Nobody really knows what to do in this situation.
Everyone is trying to do what is best.
But the time to be silent has passed.
We are here at Hillsdale College to study the good, the true, and the beautiful.
Our honor code says, “Through education a student will rise to self-government.”
We say that college is a partnership. But I do not see this happening here lately.
I see a college that is giving in to the demands of the state. I see a student body that is allowing its life to be dictated to it, no matter its convictions to the contrary.
I have been just as guilty. I have stayed silent about what I believe. But I believe we can’t do this any longer. We are at a point where, in order to pursue what the college claims to believe in, the students must stop complying.
We must govern ourselves, trust our fellow students, and live our lives without constant fear of the coronavirus.
We are living in constant fear of who can contact-trace you, fear of who may be sick, and fear of being guilted by fellow students for not doing the “right” thing. But if my moral compass has to be adjusted to what someone else says is right, is that truly the right thing?
We all chose Hillsdale for the freedom to grow, to learn, and to be the best human beings possible. We must ask ourselves: are we achieving that goal right now?
How is this an “in-person” semester if many healthy students are confined to their rooms?
Is contact-isolating nearly 20% of students, though many are asymptomatic and not a single COVID-19 case has resulted in hospitalization, either “true” or “the good?” Is watching class via Zoom while alone in your room “partnership?” Is turning in our friends for contact-tracing “the beautiful?”
Hillsdale’s beliefs are easy to believe when times are good, but now is the time to prove that we can practice what we preach. Now is the time for Hillsdale College to show that we can govern ourselves.

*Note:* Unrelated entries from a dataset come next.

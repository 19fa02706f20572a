//! Load shedding bounded by work actually in flight.
//!
//! A permit is taken when a request arrives and attached to it. The
//! dispatcher hands it to the executor, so it is released when the
//! operation's work ends, not when the caller gets a response. A blocking
//! call that outlived its deadline still occupies a blocking-pool thread. A
//! non-blocking operation still holding its `CompletionCallback` is still
//! running. Both keep their permit.

use std::future::Future;
use std::pin::Pin;
use std::sync::Arc;
use std::task::{Context, Poll};

use tokio::sync::{OwnedSemaphorePermit, Semaphore};
use tower::{Layer, Service};
use tracing::warn;

use crate::service::request::{OperationError, OperationRequest, OperationResponse};

/// One unit of in-flight capacity. Clones share the unit.
#[derive(Debug, Clone)]
pub struct OperationPermit(#[allow(dead_code)] Arc<OwnedSemaphorePermit>);

/// Rejects requests with `OperationError::Overloaded` while
/// `max_in_flight` operations are still running.
#[derive(Debug, Clone)]
pub struct LoadShedLayer {
    permits: Arc<Semaphore>,
}

impl LoadShedLayer {
    #[must_use]
    pub fn new(max_in_flight: u32) -> Self {
        Self {
            permits: Arc::new(Semaphore::new(max_in_flight as usize)),
        }
    }

    /// Capacity not held by any running operation.
    #[must_use]
    pub fn available(&self) -> usize {
        self.permits.available_permits()
    }
}

impl<S> Layer<S> for LoadShedLayer {
    type Service = LoadShedService<S>;

    fn layer(&self, inner: S) -> Self::Service {
        LoadShedService {
            inner,
            permits: Arc::clone(&self.permits),
        }
    }
}

#[derive(Debug, Clone)]
pub struct LoadShedService<S> {
    inner: S,
    permits: Arc<Semaphore>,
}

impl<S> Service<OperationRequest> for LoadShedService<S>
where
    S: Service<OperationRequest, Response = OperationResponse, Error = OperationError> + Send,
    S::Future: Send + 'static,
{
    type Response = OperationResponse;
    type Error = OperationError;
    type Future = Pin<Box<dyn Future<Output = Result<OperationResponse, OperationError>> + Send>>;

    fn poll_ready(&mut self, cx: &mut Context<'_>) -> Poll<Result<(), Self::Error>> {
        self.inner.poll_ready(cx)
    }

    fn call(&mut self, mut request: OperationRequest) -> Self::Future {
        match Arc::clone(&self.permits).try_acquire_owned() {
            Ok(permit) => {
                request.permit = Some(OperationPermit(Arc::new(permit)));
                Box::pin(self.inner.call(request))
            }
            Err(_) => {
                warn!(
                    operation = %request.operation,
                    call_id = request.call_id,
                    "shedding operation"
                );
                Box::pin(async { Err(OperationError::Overloaded) })
            }
        }
    }
}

I know some are at risk. I know some are scared. I do not want to discount that risk and fear. But responsibility for one’s health falls to that person alone. That is what self-government means. You cannot rely on administration or government to protect you from everything.
Now is not the time to hand over more power to the government, but to take back what we see as right and moral, by fighting for what Hillsdale believes in: college as a partnership. Allowing students to grow and govern themselves, trusting us to do what is right by our own consciences, is the best way to protect ourselves and our college.
The protection of the college cannot fall on mask mandates and quarantining the healthy to support it. It must fall on the protection of our ideals and what we do here. If we wish to remain a standard of freedom and self-governance in higher education, we must stay true to our teachings and fight for what we believe in. We must learn, live, and grow together — not “together apart.”
Hillsdale College students should demonstrate that we are not sheep, though much of the rest of the nation may be. This is our moment to demonstrate the virtues of the self-governance we praise.
Marleigh Kerr is a sophomore studying politics and religion.